EXERCISE DESCRIPTION. Filter the data for lines with the word "Every" and copy those lines.

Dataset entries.
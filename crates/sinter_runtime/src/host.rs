//! The embedder-facing entry points.
//!
//! A [`Host`] owns one arena. The embedder carves regions out of it with
//! [`Host::allocate`], copies a bytecode image into one and hands its
//! location to [`Host::run`]. Every object a run creates is released when
//! the run ends; regions the embedder allocated stay until released.

use std::rc::Rc;

use sinter_foundation::{Error, Result};
use sinter_heap::{Handle, Heap};
use sinter_vm::{CancelHandle, InternalFn, OutputSink, Program, Vm, VmConfig};

use crate::outcome::{ResultValue, RunOutcome};

/// Default arena size in bytes.
pub const DEFAULT_HEAP_SIZE: u32 = 1 << 20;

/// Configuration for a [`Host`].
#[derive(Debug, Clone)]
pub struct HostConfig {
    /// Arena size for the initial [`Host::init_heap`]. Zero leaves the
    /// heap uninitialised.
    pub heap_size: u32,
    /// Interpreter bounds.
    pub vm: VmConfig,
}

impl Default for HostConfig {
    fn default() -> Self {
        Self {
            heap_size: DEFAULT_HEAP_SIZE,
            vm: VmConfig::default(),
        }
    }
}

impl HostConfig {
    /// Creates the default configuration.
    #[must_use]
    pub fn new() -> Self {
        Self::default()
    }

    /// Builder method to set the arena size.
    #[must_use]
    pub fn with_heap_size(mut self, bytes: u32) -> Self {
        self.heap_size = bytes;
        self
    }

    /// Builder method to set the interpreter configuration.
    #[must_use]
    pub fn with_vm(mut self, vm: VmConfig) -> Self {
        self.vm = vm;
        self
    }
}

/// An arena and the interpreter that runs programs stored in it.
pub struct Host {
    vm: Vm,
}

impl Host {
    /// Creates a host writing to the process's standard streams.
    #[must_use]
    pub fn new(config: HostConfig) -> Self {
        let mut heap = Heap::new();
        if config.heap_size > 0 {
            heap.init(config.heap_size);
        }
        Self {
            vm: Vm::new(heap, config.vm),
        }
    }

    /// Builder method to redirect program output.
    #[must_use]
    pub fn with_output(mut self, output: impl OutputSink + 'static) -> Self {
        self.vm.set_output(output);
        self
    }

    /// Borrows the interpreter.
    #[must_use]
    pub fn vm(&self) -> &Vm {
        &self.vm
    }

    /// Mutably borrows the interpreter.
    pub fn vm_mut(&mut self) -> &mut Vm {
        &mut self.vm
    }

    /// Registers an internal function callable with `call.v`.
    pub fn register_internal(&mut self, function: InternalFn) -> Result<u8> {
        self.vm.register_internal(function)
    }

    /// Returns a handle that cancels the current or next run.
    #[must_use]
    pub fn cancel_handle(&self) -> CancelHandle {
        self.vm.cancel_handle()
    }

    // =========================================================================
    // Arena
    // =========================================================================

    /// (Re)initialises the arena with `size` bytes.
    ///
    /// Every handle obtained before this call becomes invalid.
    pub fn init_heap(&mut self, size: u32) {
        tracing::debug!(size, "init_heap");
        self.vm.heap_mut().init(size);
    }

    /// Allocates a zeroed region, returning its handle or 0 when the arena
    /// is exhausted or uninitialised.
    pub fn allocate(&mut self, size: u32) -> u32 {
        match self.try_allocate(size) {
            Ok(handle) => handle.offset(),
            Err(err) => {
                tracing::debug!(size, %err, "allocation failed");
                0
            }
        }
    }

    /// Allocates a zeroed region.
    pub fn try_allocate(&mut self, size: u32) -> Result<Handle> {
        self.vm.heap_mut().arena_mut().allocate(size)
    }

    /// Returns a region to the arena.
    pub fn release(&mut self, handle: u32) -> Result<()> {
        tracing::debug!(handle, "release");
        self.vm
            .heap_mut()
            .arena_mut()
            .release(Handle::from_raw(handle))
    }

    /// Borrows a region.
    pub fn region(&self, handle: u32) -> Result<&[u8]> {
        self.vm.heap().arena().bytes(Handle::from_raw(handle))
    }

    /// Mutably borrows a region.
    pub fn region_mut(&mut self, handle: u32) -> Result<&mut [u8]> {
        self.vm
            .heap_mut()
            .arena_mut()
            .bytes_mut(Handle::from_raw(handle))
    }

    /// Copies `bytes` to the start of a region.
    pub fn write(&mut self, handle: u32, bytes: &[u8]) -> Result<()> {
        let region = self.region_mut(handle)?;
        let capacity = region.len();
        region
            .get_mut(..bytes.len())
            .ok_or_else(|| {
                Error::internal(format!(
                    "{} bytes do not fit in a region of {capacity}",
                    bytes.len()
                ))
            })?
            .copy_from_slice(bytes);
        Ok(())
    }

    /// Allocates a region holding `image` and returns its handle.
    pub fn load(&mut self, image: &[u8]) -> Result<u32> {
        let length = u32::try_from(image.len())
            .map_err(|_| Error::invalid_program("image larger than the address space"))?;
        let handle = self.try_allocate(length)?.offset();
        self.write(handle, image)?;
        Ok(handle)
    }

    // =========================================================================
    // Running
    // =========================================================================

    /// Runs the image stored in the first `length` bytes of region
    /// `handle`.
    ///
    /// Always returns a terminal status. On an error halt one diagnostic
    /// has been written to the error sink.
    pub fn run(&mut self, handle: u32, length: u32) -> RunOutcome {
        let span = tracing::debug_span!("host_run", handle, length);
        let _guard = span.enter();

        let program = match self.program_at(handle, length) {
            Ok(program) => program,
            Err(err) => {
                tracing::warn!(%err, "rejected program");
                self.report(&err);
                return RunOutcome::faulted(&err);
            }
        };

        let result = self.vm.run(Rc::new(program));
        let outcome = match result.and_then(|value| ResultValue::from_value(self.vm.heap(), value))
        {
            Ok(value) => RunOutcome::halted(value),
            Err(err) => RunOutcome::faulted(&err),
        };

        if let Err(err) = self.vm.heap_mut().clear() {
            tracing::warn!(%err, "releasing run objects failed");
            return RunOutcome::faulted(&err);
        }
        tracing::debug!(fault = %outcome.fault, "host run finished");
        outcome
    }

    /// Loads `image` into a fresh region, runs it and releases the region.
    #[allow(clippy::cast_possible_truncation)]
    pub fn run_image(&mut self, image: &[u8]) -> RunOutcome {
        let handle = match self.load(image) {
            Ok(handle) => handle,
            Err(err) => {
                self.report(&err);
                return RunOutcome::faulted(&err);
            }
        };
        let length = image.len() as u32;
        let outcome = self.run(handle, length);
        if let Err(err) = self.release(handle) {
            tracing::warn!(handle, %err, "could not release program region");
        }
        outcome
    }

    fn report(&mut self, err: &Error) {
        let line = format!("{err} (fault {})\n", err.fault().code());
        self.vm.output().stderr(&line);
    }

    fn program_at(&self, handle: u32, length: u32) -> Result<Program> {
        let region = self.region(handle)?;
        let image = region.get(..length as usize).ok_or_else(|| {
            Error::invalid_program(format!(
                "image of {length} bytes overruns its region of {}",
                region.len()
            ))
        })?;
        Program::parse(image)
    }
}

impl Default for Host {
    fn default() -> Self {
        Self::new(HostConfig::default())
    }
}

impl std::fmt::Debug for Host {
    fn fmt(&self, f: &mut std::fmt::Formatter<'_>) -> std::fmt::Result {
        f.debug_struct("Host")
            .field("heap_objects", &self.vm.heap().len())
            .field("arena_used", &self.vm.heap().arena().used())
            .finish_non_exhaustive()
    }
}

ANSWER TO THIS EXERCISE.
//! location to [`Host::run`]. Every object a run creates is released when
    /// Every handle obtained before this call becomes invalid.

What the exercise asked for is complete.